I held his gaze for a moment, and then we took off into the night. The car sped down the West Side highway, but I barely paid attention. Would he still be there? Why didn’t he talk to me? What could be so bad that he was on a bridge at night?

Before I realized it, we’d reached the end of Chambers Street, and Larry stopped the car at the foot of the walkway onto the bridge.

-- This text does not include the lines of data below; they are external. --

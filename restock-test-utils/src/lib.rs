//! restock Test Utilities
//!
//! Shared test infrastructure for the restock workspace:
//! - A scriptable mock loader that records every call
//! - A chunk source whose output can be changed between cycles
//! - Telemetry sinks that record or panic
//! - Proptest generators for core types

// Re-export core types for convenience
pub use restock_cache::{
    AttemptOutcome, CacheError, CacheResult, ChunkAttemptEvent, ChunkSource, CycleReport,
    DiagnosticLevel, FixedChunks, LoadContext, LoadError, LoadKind, LoadResult, Loader,
    RefreshCache, RefreshConfig, TelemetrySink, Watermark,
};

use async_trait::async_trait;
use std::collections::{HashMap, HashSet};
use std::sync::atomic::{AtomicBool, AtomicUsize, Ordering};
use std::sync::{Arc, Mutex, MutexGuard};
use std::time::Duration;
use uuid::Uuid;

fn lock<T>(mutex: &Mutex<T>) -> MutexGuard<'_, T> {
    mutex.lock().unwrap_or_else(|poisoned| poisoned.into_inner())
}

// ============================================================================
// MOCK LOADER
// ============================================================================

/// Item written by [`MockLoader`].
#[derive(Debug, Clone, PartialEq, Eq)]
pub struct MockEntry {
    pub key: u64,
    pub chunk: u32,
    pub kind: LoadKind,
    /// Global call number that wrote this entry
    pub written_by_call: usize,
}

/// One recorded loader call.
#[derive(Debug, Clone, PartialEq, Eq)]
pub struct LoadCall {
    pub cycle_id: Uuid,
    pub kind: LoadKind,
    pub chunk: u32,
    pub attempt: u32,
    /// Baseline passed to incremental loads
    pub since: Option<Watermark>,
    pub succeeded: bool,
}

#[derive(Debug, Default)]
struct MockScript {
    fail_next: HashMap<u32, u32>,
    always_fail: HashSet<u32>,
    proposals: HashMap<u32, Watermark>,
    delay: Option<Duration>,
    entries_per_chunk: u64,
    calls: Vec<LoadCall>,
    active_cycles: HashMap<Uuid, usize>,
}

#[derive(Debug, Default)]
struct MockState {
    script: Mutex<MockScript>,
    in_flight: AtomicUsize,
    max_in_flight: AtomicUsize,
    overlapping_cycles: AtomicBool,
}

/// Scriptable loader over `u32` chunks.
///
/// Each successful call writes `entries_per_chunk` entries keyed
/// `chunk * 1000 + n` and proposes the chunk's scripted watermark, if any.
/// Clones share state, so a test can keep a handle after moving one into a
/// cache.
#[derive(Debug, Clone)]
pub struct MockLoader {
    state: Arc<MockState>,
}

impl Default for MockLoader {
    fn default() -> Self {
        Self::new()
    }
}

impl MockLoader {
    pub fn new() -> Self {
        let loader = Self {
            state: Arc::new(MockState::default()),
        };
        lock(&loader.state.script).entries_per_chunk = 1;
        loader
    }

    /// Fail the next `times` calls for `chunk`, then succeed.
    pub fn fail_times(self, chunk: u32, times: u32) -> Self {
        lock(&self.state.script).fail_next.insert(chunk, times);
        self
    }

    /// Fail every call for `chunk`.
    pub fn always_fail(self, chunk: u32) -> Self {
        lock(&self.state.script).always_fail.insert(chunk);
        self
    }

    /// Stop failing `chunk`.
    pub fn heal(&self, chunk: u32) {
        let mut script = lock(&self.state.script);
        script.always_fail.remove(&chunk);
        script.fail_next.remove(&chunk);
    }

    /// Propose `watermark` whenever `chunk` loads successfully.
    pub fn propose_on(self, chunk: u32, watermark: Watermark) -> Self {
        lock(&self.state.script).proposals.insert(chunk, watermark);
        self
    }

    /// Sleep inside every call.
    pub fn with_delay(self, delay: Duration) -> Self {
        lock(&self.state.script).delay = Some(delay);
        self
    }

    pub fn with_entries_per_chunk(self, entries: u64) -> Self {
        lock(&self.state.script).entries_per_chunk = entries;
        self
    }

    /// Every call made so far, in completion order.
    pub fn calls(&self) -> Vec<LoadCall> {
        lock(&self.state.script).calls.clone()
    }

    pub fn call_count(&self) -> usize {
        lock(&self.state.script).calls.len()
    }

    /// Calls made for `chunk` across all cycles.
    pub fn attempts_for(&self, chunk: u32) -> usize {
        lock(&self.state.script)
            .calls
            .iter()
            .filter(|call| call.chunk == chunk)
            .count()
    }

    /// Distinct cycles observed, in first-seen order.
    pub fn cycles(&self) -> Vec<Uuid> {
        let script = lock(&self.state.script);
        let mut seen = Vec::new();
        for call in &script.calls {
            if !seen.contains(&call.cycle_id) {
                seen.push(call.cycle_id);
            }
        }
        seen
    }

    /// Load kinds of each observed cycle, in order.
    pub fn cycle_kinds(&self) -> Vec<LoadKind> {
        let calls = self.calls();
        self.cycles()
            .into_iter()
            .filter_map(|id| calls.iter().find(|c| c.cycle_id == id).map(|c| c.kind))
            .collect()
    }

    /// Highest number of calls ever running at once.
    pub fn max_in_flight(&self) -> usize {
        self.state.max_in_flight.load(Ordering::SeqCst)
    }

    /// Returns true if calls from two different cycles ever ran at once.
    pub fn saw_overlapping_cycles(&self) -> bool {
        self.state.overlapping_cycles.load(Ordering::SeqCst)
    }

    fn enter(&self, cycle_id: Uuid) {
        let now = self.state.in_flight.fetch_add(1, Ordering::SeqCst) + 1;
        self.state.max_in_flight.fetch_max(now, Ordering::SeqCst);

        let mut script = lock(&self.state.script);
        *script.active_cycles.entry(cycle_id).or_insert(0) += 1;
        if script.active_cycles.len() > 1 {
            self.state.overlapping_cycles.store(true, Ordering::SeqCst);
        }
    }

    fn exit(&self, cycle_id: Uuid) {
        self.state.in_flight.fetch_sub(1, Ordering::SeqCst);

        let mut script = lock(&self.state.script);
        if let Some(count) = script.active_cycles.get_mut(&cycle_id) {
            *count -= 1;
            if *count == 0 {
                script.active_cycles.remove(&cycle_id);
            }
        }
    }

    /// Decide the outcome of a call and record it.
    fn settle(&self, chunk: u32, since: Option<Watermark>, ctx: &LoadContext<'_, u64, MockEntry>) -> LoadResult<()> {
        let mut script = lock(&self.state.script);

        let fail = if script.always_fail.contains(&chunk) {
            true
        } else if let Some(remaining) = script.fail_next.get_mut(&chunk) {
            if *remaining > 0 {
                *remaining -= 1;
                true
            } else {
                false
            }
        } else {
            false
        };

        let call_number = script.calls.len();
        script.calls.push(LoadCall {
            cycle_id: ctx.cycle_id(),
            kind: ctx.kind(),
            chunk,
            attempt: ctx.attempt(),
            since,
            succeeded: !fail,
        });

        if fail {
            return Err(LoadError::new(format!(
                "scripted failure for chunk {} (attempt {})",
                chunk,
                ctx.attempt()
            )));
        }

        for n in 0..script.entries_per_chunk {
            let key = u64::from(chunk) * 1000 + n;
            ctx.registry().put(
                key,
                MockEntry {
                    key,
                    chunk,
                    kind: ctx.kind(),
                    written_by_call: call_number,
                },
            );
        }
        if let Some(watermark) = script.proposals.get(&chunk) {
            ctx.propose(*watermark);
        }
        Ok(())
    }

    async fn call(&self, chunk: u32, since: Option<Watermark>, ctx: &LoadContext<'_, u64, MockEntry>) -> LoadResult<()> {
        self.enter(ctx.cycle_id());
        let delay = lock(&self.state.script).delay;
        if let Some(delay) = delay {
            tokio::time::sleep(delay).await;
        }
        let result = self.settle(chunk, since, ctx);
        self.exit(ctx.cycle_id());
        result
    }
}

#[async_trait]
impl Loader for MockLoader {
    type Key = u64;
    type Item = MockEntry;
    type Chunk = u32;

    async fn load_full(&self, chunk: &u32, ctx: &LoadContext<'_, u64, MockEntry>) -> LoadResult<()> {
        self.call(*chunk, None, ctx).await
    }

    async fn load_incremental(
        &self,
        chunk: &u32,
        since: Watermark,
        ctx: &LoadContext<'_, u64, MockEntry>,
    ) -> LoadResult<()> {
        self.call(*chunk, Some(since), ctx).await
    }
}

// ============================================================================
// SCRIPTED CHUNK SOURCE
// ============================================================================

/// Chunk source whose output tests can change between cycles.
#[derive(Debug, Clone)]
pub struct ScriptedChunks {
    inner: Arc<Mutex<Result<Vec<u32>, String>>>,
    reads: Arc<AtomicUsize>,
}

impl ScriptedChunks {
    pub fn new(chunks: impl IntoIterator<Item = u32>) -> Self {
        Self {
            inner: Arc::new(Mutex::new(Ok(chunks.into_iter().collect()))),
            reads: Arc::new(AtomicUsize::new(0)),
        }
    }

    pub fn set(&self, chunks: impl IntoIterator<Item = u32>) {
        *lock(&self.inner) = Ok(chunks.into_iter().collect());
    }

    /// Make every following read fail.
    pub fn fail_with(&self, message: impl Into<String>) {
        *lock(&self.inner) = Err(message.into());
    }

    pub fn reads(&self) -> usize {
        self.reads.load(Ordering::SeqCst)
    }
}

#[async_trait]
impl ChunkSource<u32> for ScriptedChunks {
    async fn read_chunk_items(&self) -> LoadResult<Vec<u32>> {
        self.reads.fetch_add(1, Ordering::SeqCst);
        lock(&self.inner).clone().map_err(LoadError::new)
    }
}

// ============================================================================
// TELEMETRY SINKS
// ============================================================================

/// Diagnostic message captured by [`RecordingSink`].
#[derive(Debug, Clone, PartialEq, Eq)]
pub struct RecordedMessage {
    pub level: DiagnosticLevel,
    pub identifier: String,
    pub message: String,
}

/// Sink that keeps everything it receives. Clones share storage.
#[derive(Debug, Clone, Default)]
pub struct RecordingSink {
    attempts: Arc<Mutex<Vec<ChunkAttemptEvent>>>,
    messages: Arc<Mutex<Vec<RecordedMessage>>>,
}

impl RecordingSink {
    pub fn new() -> Self {
        Self::default()
    }

    pub fn attempts(&self) -> Vec<ChunkAttemptEvent> {
        lock(&self.attempts).clone()
    }

    pub fn messages(&self) -> Vec<RecordedMessage> {
        lock(&self.messages).clone()
    }

    /// Messages at `level` or above.
    pub fn messages_at_least(&self, level: DiagnosticLevel) -> Vec<RecordedMessage> {
        lock(&self.messages)
            .iter()
            .filter(|m| m.level >= level)
            .cloned()
            .collect()
    }
}

impl TelemetrySink for RecordingSink {
    fn record_attempt(&self, event: &ChunkAttemptEvent) {
        lock(&self.attempts).push(event.clone());
    }

    fn record_message(&self, level: DiagnosticLevel, identifier: &str, message: &str) {
        lock(&self.messages).push(RecordedMessage {
            level,
            identifier: identifier.to_string(),
            message: message.to_string(),
        });
    }
}

/// Sink that panics on every call.
#[derive(Debug, Clone, Copy, Default)]
pub struct PanickingSink;

impl TelemetrySink for PanickingSink {
    fn record_attempt(&self, _event: &ChunkAttemptEvent) {
        panic!("telemetry sink exploded");
    }

    fn record_message(&self, _level: DiagnosticLevel, _identifier: &str, _message: &str) {
        panic!("telemetry sink exploded");
    }
}

// ============================================================================
// PROPTEST GENERATORS
// ============================================================================

pub mod generators {
    use super::*;
    use proptest::prelude::*;

    /// Watermark between the epoch and 2100.
    pub fn arb_watermark() -> impl Strategy<Value = Watermark> {
        (0i64..4_102_444_800_000).prop_map(Watermark::from_millis)
    }

    pub fn arb_load_kind() -> impl Strategy<Value = LoadKind> {
        prop_oneof![Just(LoadKind::Full), Just(LoadKind::Incremental)]
    }

    /// Pairwise-distinct chunk list of up to `max` entries.
    pub fn arb_distinct_chunks(max: usize) -> impl Strategy<Value = Vec<u32>> {
        proptest::collection::hash_set(0u32..10_000, 0..=max)
            .prop_map(|set| set.into_iter().collect())
    }

    /// Valid, unscheduled config.
    pub fn arb_valid_config() -> impl Strategy<Value = RefreshConfig> {
        (1usize..=16, 1u32..=5).prop_map(|(pool_size, retry_budget)| {
            RefreshConfig::new()
                .without_schedule()
                .with_pool_size(pool_size)
                .with_retry_budget(retry_budget)
        })
    }
}

// ============================================================================
// FIXTURES
// ============================================================================

pub mod fixtures {
    use super::*;

    /// Config for tests driven by explicit `run_now` calls.
    pub fn manual_config() -> RefreshConfig {
        RefreshConfig::new()
            .without_schedule()
            .with_heartbeat_interval(Duration::from_secs(1))
    }

    /// Config for scheduler tests under a paused clock.
    pub fn scheduled_config(every: Duration) -> RefreshConfig {
        RefreshConfig::new()
            .with_refresh_interval(every)
            .with_ready_timeout(Duration::from_secs(60))
            .with_heartbeat_interval(Duration::from_secs(1))
    }

    /// Unscheduled cache over `chunks`.
    pub fn manual_cache(
        loader: MockLoader,
        chunks: impl IntoIterator<Item = u32>,
        config: RefreshConfig,
    ) -> CacheResult<RefreshCache<MockLoader>> {
        RefreshCache::builder_with_source(loader, FixedChunks::new(chunks))
            .config(config)
            .build()
    }
}
use anyhow::Context;
use argh::FromArgs;
use minishell::{Console, Key, Shell};
use rustyline::DefaultEditor;
use rustyline::error::ReadlineError;
use std::io::{self, Write};

#[derive(FromArgs)]
/// Interactive terminal front-end for the minishell interpreter.
struct Cli {
    /// prompt shown before each input line
    #[argh(option, short = 'p', default = "String::from(\"$ \")")]
    prompt: String,

    /// do not print the startup banner
    #[argh(switch)]
    no_banner: bool,
}

/// Console backed by the terminal: emissions go straight to stdout and the
/// "input field" is the line rustyline just handed us.
struct TerminalConsole {
    pending: String,
}

impl Console for TerminalConsole {
    fn write_line(&mut self, text: &str) {
        println!("{text}");
    }

    fn clear_output(&mut self) {
        // ANSI clear screen plus cursor home. The sequence carries no
        // newline, so it has to be flushed out explicitly.
        print!("\x1b[2J\x1b[H");
        let _ = io::stdout().flush();
    }

    fn input_line(&self) -> String {
        self.pending.clone()
    }

    fn set_input(&mut self, text: &str) {
        self.pending = text.to_string();
    }
}

fn main() -> anyhow::Result<()> {
    let cli: Cli = argh::from_env();

    if !cli.no_banner {
        println!("minishell v{} -- type 'help' to get started", env!("CARGO_PKG_VERSION"));
    }

    let mut shell = Shell::new();
    let mut console = TerminalConsole {
        pending: String::new(),
    };
    let mut rl = DefaultEditor::new().context("failed to initialize line editor")?;

    loop {
        match rl.readline(&cli.prompt) {
            Ok(line) => {
                rl.add_history_entry(line.as_str())
                    .context("failed to record history entry")?;
                // Route through the Enter key path so semicolon splitting
                // and core history behave exactly as in the embedded case.
                console.set_input(&line);
                shell.key_press(Key::Enter, &mut console);
            }
            Err(ReadlineError::Interrupted) => {
                break;
            }
            Err(ReadlineError::Eof) => {
                break;
            }
            Err(err) => {
                return Err(err).context("readline failed");
            }
        }
    }

    Ok(())
}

“I’ll wait for you on Park Row.”

“Thanks, man.”

“S’all right.”

I raced out of the car, up the cement path, amazed that there were still people walking across the span at this time. I zeroed in on two figures, one sitting, the other standing at the edge of the path, and I pushed myself to run faster.

“Harlan.” I stumbled to a stop before him.

He raised his gaze to meet mine, and my heart squeezed so tight, I could barely breathe.

“Why’d you come, Cort?”

His voice, so cold and defeated, sent a shiver down my spine.

“How could I not?”

Chapter Ten

HARLAN

Itossed theempty fifth of vodka into the wastebasket on the corner of West 4th and Sixth Avenue. “Such a good boy. You don’t even litter when you’re drunk.” I proceeded to wander through the Village, still unsatisfied. A quick score from some preppy NYU students in Washington Square Park gave me the hit of coke I needed to send me flying. The world blurred at the edges, and the pain of that newspaper photo of my happy, dancing parents dulled to a throbbing ache.

“They really don’t give a shit if I’m dead or alive,” I muttered out loud as I wandered downtown. People gave me a wide berth, as if I was another mumbling, stumbling, crazy New Yorker. Which, come to think of it, I was. I bought a can of some random beer from a bodega and kept walking, talking, and drinking.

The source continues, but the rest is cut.